On 23 January 2014 17:42,  <josef.pktd at gmail.com> wrote:
> On Thu, Jan 23, 2014 at 12:13 PM,  <josef.pktd at gmail.com> wrote:
>> On Thu, Jan 23, 2014 at 11:58 AM,  <josef.pktd at gmail.com> wrote:
>>> No, a view doesn't change the memory, it just changes the
>>> interpretation and there shouldn't be any conversion involved.
>>> astype does type conversion, but it goes through ascii encoding which fails.
>>>>>> b = np.array(['Õsc', 'zxc'], dtype='<U3')
>>>>>> b.tostring()
>>> b'\xd5\x00\x00\x00s\x00\x00\x00c\x00\x00\x00z\x00\x00\x00x\x00\x00\x00c\x00\x00\x00'
>>>>>> b.view('S12')
>>> array([b'\xd5\x00\x00\x00s\x00\x00\x00c', b'z\x00\x00\x00x\x00\x00\x00c'],
>>>       dtype='|S12')
>>> The conversion happens somewhere in the array creation, but I have no
>>> idea about the memory encoding for uc2 and the low level layouts.
>>>> b = np.array(['Õsc', 'zxc'], dtype='<U3')
>>>> b[0].tostring()
> b'\xd5\x00\x00\x00s\x00\x00\x00c\x00\x00\x00'
>>>> 'Õsc'.encode('utf-32LE')
> b'\xd5\x00\x00\x00s\x00\x00\x00c\x00\x00\x00'
> Is that the encoding for 'U' ?

On a little-endian system, yes. I realise what' happening now. 'U'
represents unicode characters as a 32-bit unsigned integer giving the
code point of the character. The first 256 code points are exactly the
256 characters representable with latin-1 in the same order.

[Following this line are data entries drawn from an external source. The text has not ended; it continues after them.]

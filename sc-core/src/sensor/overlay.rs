//! Kernel overlay backend
//!
//! With `dtoverlay=dht11,gpiopin=N` the kernel driver exposes readings as
//! IIO files below `/sys/devices/platform/dht11@N/iio:device0`. Values are
//! integers in thousandths of the physical unit.

use std::fs;
use std::io::{self, Read};
use std::path::{Path, PathBuf};

use tracing::debug;

use super::{Sample, SensorBackend};
use crate::constants::paths;
use crate::error::SensorError;

/// Find the overlay's IIO directory below `platform_root`.
///
/// Takes the first (lexicographically) device whose name starts with `dht11`.
pub fn find_overlay_device(platform_root: &Path) -> Option<PathBuf> {
    let entries = fs::read_dir(platform_root).ok()?;
    let mut devices: Vec<PathBuf> = entries
        .flatten()
        .filter(|e| e.file_name().to_string_lossy().starts_with(paths::DHT_DEVICE_PREFIX))
        .map(|e| e.path())
        .collect();
    devices.sort();
    let iio = devices.first()?.join(paths::IIO_DEVICE);
    iio.is_dir().then_some(iio)
}

fn read_trimmed<P: AsRef<Path>>(p: P) -> io::Result<String> {
    let mut s = String::new();
    fs::File::open(p)?.read_to_string(&mut s)?;
    Ok(s.trim().to_string())
}

fn read_scaled(dir: &Path, file: &str) -> Result<f64, String> {
    let path = dir.join(file);
    let raw = read_trimmed(&path).map_err(|e| format!("{}: {}", path.display(), e))?;
    let value = raw
        .parse::<i64>()
        .map_err(|e| format!("{}: cannot parse '{}': {}", path.display(), raw, e))?;
    Ok(value as f64 / 1000.0)
}

pub struct OverlaySensor {
    platform_root: PathBuf,
    device: Option<PathBuf>,
}

impl OverlaySensor {
    /// Look for the overlay device under `platform_root`.
    ///
    /// The backend is usable even when nothing is found yet; reads report
    /// the sensor as unavailable and discovery is retried on each read.
    pub fn discover(platform_root: impl Into<PathBuf>) -> Self {
        let platform_root = platform_root.into();
        let device = find_overlay_device(&platform_root);
        Self { platform_root, device }
    }

    pub fn device(&self) -> Option<&Path> {
        self.device.as_deref()
    }

    fn device_dir(&mut self) -> Result<PathBuf, SensorError> {
        if let Some(dir) = &self.device {
            if dir.is_dir() {
                return Ok(dir.clone());
            }
        }
        self.device = find_overlay_device(&self.platform_root);
        self.device
            .clone()
            .ok_or_else(|| SensorError::unavailable("no sensor detected by Device Tree Overlay"))
    }
}

impl SensorBackend for OverlaySensor {
    fn name(&self) -> &'static str {
        "dtoverlay"
    }

    fn read(&mut self) -> Result<Sample, SensorError> {
        let dir = self.device_dir()?;
        let temperature = read_scaled(&dir, paths::TEMP_INPUT).map_err(SensorError::Transient)?;
        let humidity = match read_scaled(&dir, paths::HUMIDITY_INPUT) {
            Ok(h) => Some(h),
            Err(e) => {
                debug!("Humidity unavailable: {}", e);
                None
            }
        };
        Ok(Sample { temperature, humidity })
    }
}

So 'Õ' has the code point 0xd5 and is encoded as the byte 0xd5 in
latin-1. As a 32 bit integer the code point is 0x000000d5 but in
little-endian format that becomes the 4 bytes 0xd5,0x00,0x00,0x00. So
when you reinterpret that as 'S4' it strips the remaining nulls to get
the byte string b'\xd5'. Which is the latin-1 encoding for the
character. The same will happen for any string of latin-1 characters.
However if you do have a code point of 256 or greater then you'll get
a byte strings of length 2 or more.

On a big-endian system I think you'd get b'\x00\x00\x00\xd5'.

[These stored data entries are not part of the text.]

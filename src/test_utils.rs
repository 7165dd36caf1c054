/*
 * Test utilities and fake hardware for SimpleChamber
 *
 * FakeHardware hands out recording PWM channels and direct-driver sensors
 * and points the overlay backend at a temporary sysfs tree.
 */

use std::fs;
use std::path::{Path, PathBuf};
use std::sync::Arc;

use mockall::mock;
use parking_lot::Mutex;

use sc_core::{
    GpioMode, Hardware, PwmChannel, Result, Sample, SensorBackend, SensorError, SensorModel,
};

mock! {
    pub Pwm {}

    impl PwmChannel for Pwm {
        fn line(&self) -> u8;
        fn set_duty(&mut self, percent: u8) -> Result<()>;
        fn stop(&mut self) -> Result<()>;
    }
}

/// Everything the fake hardware was asked to do
#[derive(Debug, Default)]
pub struct HardwareLog {
    pub opened_lines: Vec<u8>,
    pub duty_writes: Vec<u8>,
    pub stops: usize,
    pub direct_opens: Vec<(SensorModel, u8)>,
    pub direct_reads: usize,
    pub direct_releases: usize,
}

pub struct FakeHardware {
    platform_root: PathBuf,
    numbering: GpioMode,
    fail_direct: bool,
    log: Arc<Mutex<HardwareLog>>,
}

impl FakeHardware {
    pub fn new(platform_root: &Path) -> Self {
        Self {
            platform_root: platform_root.to_path_buf(),
            numbering: GpioMode::Bcm,
            fail_direct: false,
            log: Arc::new(Mutex::new(HardwareLog::default())),
        }
    }

    pub fn with_numbering(mut self, numbering: GpioMode) -> Self {
        self.numbering = numbering;
        self
    }

    pub fn failing_direct(mut self) -> Self {
        self.fail_direct = true;
        self
    }

    pub fn opened_lines(&self) -> Vec<u8> {
        self.log.lock().opened_lines.clone()
    }

    pub fn duty_writes(&self) -> Vec<u8> {
        self.log.lock().duty_writes.clone()
    }

    pub fn stops(&self) -> usize {
        self.log.lock().stops
    }

    pub fn direct_opens(&self) -> Vec<(SensorModel, u8)> {
        self.log.lock().direct_opens.clone()
    }

    pub fn direct_reads(&self) -> usize {
        self.log.lock().direct_reads
    }

    pub fn direct_releases(&self) -> usize {
        self.log.lock().direct_releases
    }
}

impl Hardware for FakeHardware {
    fn numbering(&self) -> GpioMode {
        self.numbering
    }

    fn open_pwm(&self, line: u8, _frequency_hz: f64) -> Result<Box<dyn PwmChannel>> {
        self.log.lock().opened_lines.push(line);
        Ok(Box::new(RecordingPwm { line, log: self.log.clone() }))
    }

    fn open_direct_sensor(&self, model: SensorModel, line: u8) -> Result<Box<dyn SensorBackend>> {
        if self.fail_direct {
            return Err(sc_core::ChamberError::gpio("line 4 is already in use"));
        }
        self.log.lock().direct_opens.push((model, line));
        Ok(Box::new(FakeDirect { log: self.log.clone() }))
    }

    fn platform_devices_root(&self) -> PathBuf {
        self.platform_root.clone()
    }
}

struct RecordingPwm {
    line: u8,
    log: Arc<Mutex<HardwareLog>>,
}

impl PwmChannel for RecordingPwm {
    fn line(&self) -> u8 {
        self.line
    }

    fn set_duty(&mut self, percent: u8) -> Result<()> {
        self.log.lock().duty_writes.push(percent);
        Ok(())
    }

    fn stop(&mut self) -> Result<()> {
        self.log.lock().stops += 1;
        Ok(())
    }
}

/// Direct driver that always answers 25 °C / 40 %RH
struct FakeDirect {
    log: Arc<Mutex<HardwareLog>>,
}

impl SensorBackend for FakeDirect {
    fn name(&self) -> &'static str {
        "direct"
    }

    fn read(&mut self) -> std::result::Result<Sample, SensorError> {
        self.log.lock().direct_reads += 1;
        Ok(Sample { temperature: 25.0, humidity: Some(40.0) })
    }

    fn release(&mut self) {
        self.log.lock().direct_releases += 1;
    }
}

/// Write overlay IIO files below `platform_root`, creating the device
/// directory on first use. Values are in thousandths.
pub fn write_overlay(platform_root: &Path, temp_milli: &str, humidity_milli: Option<&str>) {
    let iio = platform_root.join("dht11@17").join("iio:device0");
    fs::create_dir_all(&iio).unwrap();
    fs::write(iio.join("in_temp_input"), format!("{}\n", temp_milli)).unwrap();
    if let Some(h) = humidity_milli {
        fs::write(iio.join("in_humidityrelative_input"), format!("{}\n", h)).unwrap();
    }
}

/// Overlay temperature for a whole number of degrees
pub fn write_celsius(platform_root: &Path, celsius: i32) {
    write_overlay(platform_root, &(celsius * 1000).to_string(), None);
}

> another sideeffect of null truncation: cannot decode truncated data
>>>> b.view('S4').tostring()
> b'\xd5\x00\x00\x00s\x00\x00\x00c\x00\x00\x00z\x00\x00\x00x\x00\x00\x00c\x00\x00\x00'
>>>> b.view('S4')[0]
> b'\xd5'
>>>> b.view('S4')[0].tostring()
> b'\xd5'
>>>> b.view('S4')[:1].tostring()
> b'\xd5\x00\x00\x00'
>>>> b.view('S4')[0].decode('utf-32LE')
> Traceback (most recent call last):
>   File "<pyshell#101>", line 1, in <module>
>     b.view('S4')[0].decode('utf-32LE')
>   File "C:\Programs\Python33\lib\encodings\utf_32_le.py", line 11, in decode
>     return codecs.utf_32_le_decode(input, errors, True)
> UnicodeDecodeError: 'utf32' codec can't decode byte 0xd5 in position
> 0: truncated data
>>>> b.view('S4')[:1].tostring().decode('utf-32LE')
> 'Õ'
> numpy arrays need a decode and encode method

I'm not sure that they do. Rather there needs to be a text dtype that
knows what encoding to use in order to have a binary interface as
exposed by .tostring() and friends and but produce unicode strings
when indexed from Python code. Having both a text and a binary
interface to the same data implies having an encoding.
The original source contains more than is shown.